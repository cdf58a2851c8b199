// SPDX-License-Identifier: BUSL-1.1
// Copyright (c) 2026 Alfred Jean LLC

//! Key-value store persisted as a single JSON object

use anayat_core::store::{KeyValueStore, StoreError};
use std::collections::BTreeMap;
use std::fs::{self, File};
use std::io::{self, Write};
use std::path::{Path, PathBuf};
use std::sync::Mutex;

/// JSON file store.
///
/// Entries are loaded once on open and kept in memory. Every mutation
/// rewrites the whole file through a temporary sibling and a rename.
#[derive(Debug)]
pub struct FileStore {
    path: PathBuf,
    entries: Mutex<BTreeMap<String, String>>,
}

impl FileStore {
    /// Open or create a store at the given path
    pub fn open(path: impl Into<PathBuf>) -> Result<Self, StoreError> {
        let path = path.into();
        if let Some(parent) = path.parent() {
            fs::create_dir_all(parent)?;
        }

        let entries = match fs::read_to_string(&path) {
            Ok(text) if text.trim().is_empty() => BTreeMap::new(),
            Ok(text) => serde_json::from_str(&text)?,
            Err(e) if e.kind() == io::ErrorKind::NotFound => BTreeMap::new(),
            Err(e) => return Err(e.into()),
        };
        tracing::debug!(path = %path.display(), entries = entries.len(), "opened store");

        Ok(Self {
            path,
            entries: Mutex::new(entries),
        })
    }

    pub fn path(&self) -> &Path {
        &self.path
    }

    fn persist(&self, entries: &BTreeMap<String, String>) -> Result<(), StoreError> {
        let tmp = self.path.with_extension("json.tmp");
        let json = serde_json::to_string_pretty(entries)?;
        {
            let mut file = File::create(&tmp)?;
            file.write_all(json.as_bytes())?;
            file.sync_all()?;
        }
        fs::rename(&tmp, &self.path)?;
        Ok(())
    }

    fn mutate(
        &self,
        f: impl FnOnce(&mut BTreeMap<String, String>) -> bool,
    ) -> Result<(), StoreError> {
        let mut entries = self.entries.lock().unwrap_or_else(|e| e.into_inner());
        let mut updated = entries.clone();
        if !f(&mut updated) {
            return Ok(());
        }
        // Memory only changes once the file write succeeded
        self.persist(&updated)?;
        *entries = updated;
        Ok(())
    }
}

impl KeyValueStore for FileStore {
    fn get(&self, key: &str) -> Result<Option<String>, StoreError> {
        Ok(self
            .entries
            .lock()
            .unwrap_or_else(|e| e.into_inner())
            .get(key)
            .cloned())
    }

    fn set(&self, key: &str, value: &str) -> Result<(), StoreError> {
        self.mutate(|entries| {
            entries.insert(key.to_string(), value.to_string()).as_deref() != Some(value)
        })
    }

    fn remove(&self, key: &str) -> Result<(), StoreError> {
        self.mutate(|entries| entries.remove(key).is_some())
    }
}

#[cfg(test)]
#[path = "file_store_tests.rs"]
mod tests;
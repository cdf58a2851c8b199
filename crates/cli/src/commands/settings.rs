// SPDX-License-Identifier: BUSL-1.1
// Copyright (c) 2026 Alfred Jean LLC

//! Status, configuration, and theme commands

use super::Context;
use crate::output::{self, OutputFormat};
use anayat_adapters::NotifyAdapter;
use anayat_core::{BotSettings, BotStatus, DashboardConfig, KeyValueStore};
use anayat_engine::Dashboard;
use anyhow::{anyhow, Result};
use clap::Subcommand;
use serde::Serialize;
use std::fmt;

#[derive(clap::Args)]
pub struct ConfigArgs {
    #[command(subcommand)]
    command: ConfigCommand,
}

#[derive(Subcommand)]
pub enum ConfigCommand {
    /// Show the dashboard config and saved bot settings
    Show,
    /// Save bot settings
    Set {
        /// Settings as key=value
        #[arg(required = true)]
        pairs: Vec<String>,
    },
}

#[derive(clap::Args)]
pub struct ThemeArgs {
    #[command(subcommand)]
    command: Option<ThemeCommand>,
}

#[derive(Subcommand)]
pub enum ThemeCommand {
    /// Change the theme
    Set { name: String },
}

#[derive(Serialize)]
pub struct StatusView {
    status: BotStatus,
    theme: String,
}

impl StatusView {
    pub fn of<S, N>(dashboard: &Dashboard<S, N>) -> Result<Self>
    where
        S: KeyValueStore,
        N: NotifyAdapter,
    {
        Ok(Self {
            status: dashboard.status(),
            theme: dashboard.preferences().theme()?,
        })
    }
}

impl fmt::Display for StatusView {
    fn fmt(&self, f: &mut fmt::Formatter<'_>) -> fmt::Result {
        write!(f, "Bot Status: {} {}", self.status.icon(), self.status.label())
    }
}

pub fn status<S, N>(dashboard: &Dashboard<S, N>, ctx: &Context) -> Result<()>
where
    S: KeyValueStore,
    N: NotifyAdapter,
{
    output::print(&StatusView::of(dashboard)?, ctx.format)?;
    Ok(())
}

#[derive(Serialize)]
struct ConfigView<'a> {
    config: &'a DashboardConfig,
    settings: BotSettings,
}

pub async fn config<S, N>(dashboard: &Dashboard<S, N>, args: ConfigArgs, ctx: &Context) -> Result<()>
where
    S: KeyValueStore,
    N: NotifyAdapter,
{
    match args.command {
        ConfigCommand::Show => {
            let view = ConfigView {
                config: dashboard.config(),
                settings: dashboard.preferences().settings()?,
            };
            match ctx.format {
                OutputFormat::Json => println!("{}", serde_json::to_string_pretty(&view)?),
                OutputFormat::Text => {
                    print!("{}", toml::to_string_pretty(view.config)?);
                    if !view.settings.is_empty() {
                        println!();
                        println!("[settings]");
                        for (key, value) in &view.settings {
                            println!("{} = {:?}", key, value);
                        }
                    }
                }
            }
        }
        ConfigCommand::Set { pairs } => {
            let mut settings = dashboard.preferences().settings()?;
            for pair in &pairs {
                let (key, value) = parse_pair(pair)?;
                settings.insert(key.to_string(), value.to_string());
            }
            dashboard.save_configuration(&settings).await?;
            if ctx.format == OutputFormat::Json {
                println!("{}", serde_json::to_string_pretty(&settings)?);
            }
        }
    }
    Ok(())
}

fn parse_pair(pair: &str) -> Result<(&str, &str)> {
    let (key, value) = pair
        .split_once('=')
        .ok_or_else(|| anyhow!("expected key=value, got '{}'", pair))?;
    let key = key.trim();
    if key.is_empty() {
        return Err(anyhow!("empty key in '{}'", pair));
    }
    Ok((key, value.trim()))
}

#[derive(Serialize)]
struct ThemeView {
    theme: String,
}

impl fmt::Display for ThemeView {
    fn fmt(&self, f: &mut fmt::Formatter<'_>) -> fmt::Result {
        write!(f, "{}", self.theme)
    }
}

pub fn theme<S, N>(dashboard: &Dashboard<S, N>, args: ThemeArgs, ctx: &Context) -> Result<()>
where
    S: KeyValueStore,
    N: NotifyAdapter,
{
    let prefs = dashboard.preferences();
    if let Some(ThemeCommand::Set { name }) = args.command {
        prefs.set_theme(&name)?;
        tracing::info!(theme = %name, "theme changed");
    }
    output::print(&ThemeView { theme: prefs.theme()? }, ctx.format)?;
    Ok(())
}

#[cfg(test)]
mod tests {
    use super::*;

    #[test]
    fn parse_pair_splits_on_first_equals() {
        assert_eq!(parse_pair("url=a=b").unwrap(), ("url", "a=b"));
        assert_eq!(parse_pair(" botName = Anayat ").unwrap(), ("botName", "Anayat"));
    }

    #[test]
    fn parse_pair_rejects_missing_separator() {
        assert!(parse_pair("botName").is_err());
        assert!(parse_pair("=x").is_err());
    }
}
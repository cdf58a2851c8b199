// SPDX-License-Identifier: BUSL-1.1
// Copyright (c) 2026 Alfred Jean LLC

//! Backup snapshots of dashboard state

use chrono::{DateTime, SecondsFormat, Utc};
use rand::Rng;
use serde::{Deserialize, Serialize};

/// Contents of a backup file
#[derive(Debug, Clone, PartialEq, Eq, Serialize, Deserialize)]
pub struct BackupSnapshot {
    /// RFC 3339 with millisecond precision
    pub timestamp: String,
    pub users: u32,
    /// Raw saved settings JSON, if any
    pub config: Option<String>,
}

impl BackupSnapshot {
    pub fn capture<R: Rng + ?Sized>(
        now: DateTime<Utc>,
        rng: &mut R,
        config: Option<String>,
    ) -> Self {
        Self {
            timestamp: now.to_rfc3339_opts(SecondsFormat::Millis, true),
            users: rng.gen_range(0..1000),
            config,
        }
    }
}

/// `anayat-backup-<unix millis>.json`
pub fn backup_file_name(now: DateTime<Utc>) -> String {
    format!("anayat-backup-{}.json", now.timestamp_millis())
}
// SPDX-License-Identifier: BUSL-1.1
// Copyright (c) 2026 Alfred Jean LLC

//! Dashboard state and bot management workflows

use crate::error::EngineError;
use crate::lock::DeployLock;
use anayat_adapters::{NotifyAdapter, TracedStore};
use anayat_core::terminal::{self, LOG_HEADER};
use anayat_core::{
    backup_file_name, BackupSnapshot, BotSettings, BotStatus, CancellationToken, DashboardConfig,
    KeyValueStore, Notification, Preferences, RandomOutcomes, SystemStats, TerminalCommand,
    TerminalContext, TerminalEffect, TerminalLog, TerminalReply,
};
use rand::Rng;
use std::path::{Path, PathBuf};
use std::sync::{Arc, Mutex, MutexGuard};
use std::time::Duration;

/// Dashboard adapter dependencies
pub struct DashboardDeps<S, N> {
    pub store: S,
    pub notify: N,
}

/// Mutable view shared by all workflows
#[derive(Debug, Default)]
pub(crate) struct DashboardContext {
    pub(crate) status: BotStatus,
    pub(crate) terminal: TerminalLog,
    pub(crate) last_stats: Option<SystemStats>,
}

/// Bot dashboard: status, preferences, terminal, and the workflows behind
/// each quick action
pub struct Dashboard<S, N> {
    pub(crate) config: DashboardConfig,
    pub(crate) prefs: Preferences<TracedStore<S>>,
    pub(crate) notify: N,
    pub(crate) context: Arc<Mutex<DashboardContext>>,
    pub(crate) lock: DeployLock,
    pub(crate) cancel: CancellationToken,
}

impl<S, N> Dashboard<S, N>
where
    S: KeyValueStore,
    N: NotifyAdapter,
{
    /// Create a dashboard, restoring the last persisted bot status
    pub fn new(config: DashboardConfig, deps: DashboardDeps<S, N>) -> Result<Self, EngineError> {
        let prefs = Preferences::new(TracedStore::new(deps.store), config.default_theme.clone());
        let status = prefs.bot_status()?;
        tracing::debug!(%status, "dashboard loaded");

        Ok(Self {
            config,
            prefs,
            notify: deps.notify,
            context: Arc::new(Mutex::new(DashboardContext {
                status,
                ..DashboardContext::default()
            })),
            lock: DeployLock::new(),
            cancel: CancellationToken::new(),
        })
    }

    /// Share a cancellation token with the caller (e.g. a Ctrl-C handler)
    pub fn with_cancellation(mut self, token: CancellationToken) -> Self {
        self.cancel = token;
        self
    }

    pub fn cancellation(&self) -> CancellationToken {
        self.cancel.clone()
    }

    pub fn config(&self) -> &DashboardConfig {
        &self.config
    }

    pub fn preferences(&self) -> &Preferences<TracedStore<S>> {
        &self.prefs
    }

    pub fn deploy_lock(&self) -> &DeployLock {
        &self.lock
    }

    pub fn status(&self) -> BotStatus {
        self.context().status
    }

    /// Terminal scrollback, oldest first
    pub fn terminal_lines(&self) -> Vec<String> {
        self.context().terminal.lines().to_vec()
    }

    /// Outcome source using the configured success probability
    pub fn outcome_source(&self, seed: Option<u64>) -> RandomOutcomes {
        let source = match seed {
            Some(seed) => RandomOutcomes::seeded(seed),
            None => RandomOutcomes::from_entropy(),
        };
        source.with_probability(self.config.deploy.success_probability)
    }

    /// Restart the bot: starting, wait, online.
    ///
    /// Cancellation during the wait leaves the bot offline.
    pub async fn restart(&self) -> Result<(), EngineError> {
        self.send(Notification::warning("Restarting bot...")).await?;
        self.set_status(BotStatus::Starting)?;

        if let Err(e) = self.pause(self.config.timing.restart).await {
            self.set_status(BotStatus::Offline)?;
            return Err(e);
        }

        self.set_status(BotStatus::Online)?;
        self.send(Notification::success("Bot restarted successfully!"))
            .await
    }

    /// Stop the bot. Returns false when the caller did not confirm.
    pub async fn stop(&self, confirmed: bool) -> Result<bool, EngineError> {
        if !confirmed {
            tracing::info!("stop not confirmed");
            return Ok(false);
        }
        self.set_status(BotStatus::Offline)?;
        self.send(Notification::warning("Bot stopped")).await?;
        Ok(true)
    }

    pub async fn update(&self) -> Result<(), EngineError> {
        tracing::info!("updating bot");
        self.pause(self.config.timing.update).await?;
        self.send(Notification::success("Bot updated to latest version!"))
            .await
    }

    /// Write a backup snapshot into `dir` and return its path
    pub async fn backup<R>(&self, dir: &Path, rng: &mut R) -> Result<PathBuf, EngineError>
    where
        R: Rng + Send + ?Sized,
    {
        self.send(Notification::info("Creating backup...")).await?;
        self.pause(self.config.timing.backup).await?;

        let now = chrono::Utc::now();
        let snapshot = BackupSnapshot::capture(now, rng, self.prefs.raw_settings()?);
        let path = anayat_storage::write_backup(dir, &backup_file_name(now), &snapshot)?;

        self.send(Notification::success("Backup created and downloaded!"))
            .await?;
        Ok(path)
    }

    /// Append the system log header, wait, then the recent log lines.
    ///
    /// Returns the lines appended to the terminal.
    pub async fn view_logs(&self) -> Result<Vec<String>, EngineError> {
        let mut shown: Vec<String> = LOG_HEADER.iter().map(|l| l.to_string()).collect();
        self.push_terminal(&LOG_HEADER);

        self.pause(self.config.timing.logs).await?;

        let lines = terminal::system_log_lines();
        self.push_terminal(&lines);
        shown.extend(lines.iter().map(|l| l.to_string()));
        Ok(shown)
    }

    /// Run one terminal command line.
    ///
    /// Blank input is ignored. A `restart` command runs the restart workflow
    /// after its reply is shown.
    pub async fn terminal<R>(
        &self,
        line: &str,
        rng: &mut R,
    ) -> Result<Option<TerminalReply>, EngineError>
    where
        R: Rng + Send + ?Sized,
    {
        let Some(command) = TerminalCommand::parse(line) else {
            return Ok(None);
        };
        self.context().terminal.echo(line.trim());

        self.pause(self.config.timing.terminal).await?;

        let reply = {
            let mut ctx = self.context();
            let terminal_ctx = TerminalContext {
                status: ctx.status,
                uptime_secs: ctx.last_stats.map_or(0, |s| s.uptime_secs),
            };
            let reply = terminal::respond(&command, &terminal_ctx, rng);
            ctx.terminal.apply(&reply);
            reply
        };
        tracing::debug!(command = line.trim(), effect = ?reply.effect, "terminal command");

        if reply.effect == Some(TerminalEffect::Restart) {
            self.restart().await?;
        }
        Ok(Some(reply))
    }

    /// Persist bot settings and confirm
    pub async fn save_configuration(&self, settings: &BotSettings) -> Result<(), EngineError> {
        self.prefs.save_settings(settings)?;
        tracing::info!(fields = settings.len(), "configuration saved");
        self.send(Notification::success("Configuration saved successfully!"))
            .await
    }

    pub(crate) fn context(&self) -> MutexGuard<'_, DashboardContext> {
        self.context.lock().unwrap_or_else(|e| e.into_inner())
    }

    pub(crate) fn set_status(&self, status: BotStatus) -> Result<(), EngineError> {
        self.prefs.set_bot_status(status)?;
        let previous = std::mem::replace(&mut self.context().status, status);
        if previous != status {
            tracing::info!(from = %previous, to = %status, "bot status changed");
        }
        Ok(())
    }

    pub(crate) async fn send(&self, notification: Notification) -> Result<(), EngineError> {
        self.notify.notify(notification).await?;
        Ok(())
    }

    /// Sleep for `duration` unless cancelled first
    pub(crate) async fn pause(&self, duration: Duration) -> Result<(), EngineError> {
        tokio::select! {
            biased;
            _ = self.cancel.cancelled() => Err(EngineError::Cancelled),
            _ = tokio::time::sleep(duration) => Ok(()),
        }
    }

    fn push_terminal(&self, lines: &[&str]) {
        let mut ctx = self.context();
        for line in lines {
            ctx.terminal.push(line);
        }
    }
}

#[cfg(test)]
#[path = "dashboard_tests.rs"]
mod tests;
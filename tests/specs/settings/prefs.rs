//! Preference specs

use crate::prelude::*;

#[test]
fn theme_defaults_to_config() {
    StateDir::fast()
        .anayat()
        .args(&["theme"])
        .passes()
        .stdout_has("dark");
}

#[test]
fn theme_set_persists() {
    let state = StateDir::fast();
    state.anayat().args(&["theme", "set", "light"]).passes();

    state.anayat().args(&["theme"]).passes().stdout_has("light");

    let json = state
        .anayat()
        .args(&["--format", "json", "status"])
        .passes()
        .json();
    assert_eq!(json["theme"], "light");
    assert_eq!(json["status"], "offline");
}

#[test]
fn config_set_merges_settings() {
    let state = StateDir::fast();
    state
        .anayat()
        .args(&["config", "set", "botName=Anayat", "prefix=!"])
        .passes()
        .stderr_has("Configuration saved successfully!");
    state.anayat().args(&["config", "set", "prefix=."]).passes();

    let json = state
        .anayat()
        .args(&["--format", "json", "config", "show"])
        .passes()
        .json();
    assert_eq!(json["settings"]["botName"], "Anayat");
    assert_eq!(json["settings"]["prefix"], ".");
    assert_eq!(json["config"]["version"], "2.0.0");
}

#[test]
fn config_show_text_is_toml() {
    StateDir::fast()
        .anayat()
        .args(&["config", "show"])
        .passes()
        .stdout_has("[timing]")
        .stdout_has("Validating Input");
}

+ + + + + + +

* **Task prompt**
Find the string "tracing" in the entries above and return each line that holds it.

* **Worked solution**
        tracing::debug!(path = %path.display(), entries = entries.len(), "opened store");
        tracing::info!(theme = %name, "theme changed");
        tracing::debug!(%status, "dashboard loaded");
            tracing::info!("stop not confirmed");
        tracing::info!("updating bot");
        tracing::debug!(command = line.trim(), effect = ?reply.effect, "terminal command");
        tracing::info!(fields = settings.len(), "configuration saved");
            tracing::info!(from = %previous, to = %status, "bot status changed");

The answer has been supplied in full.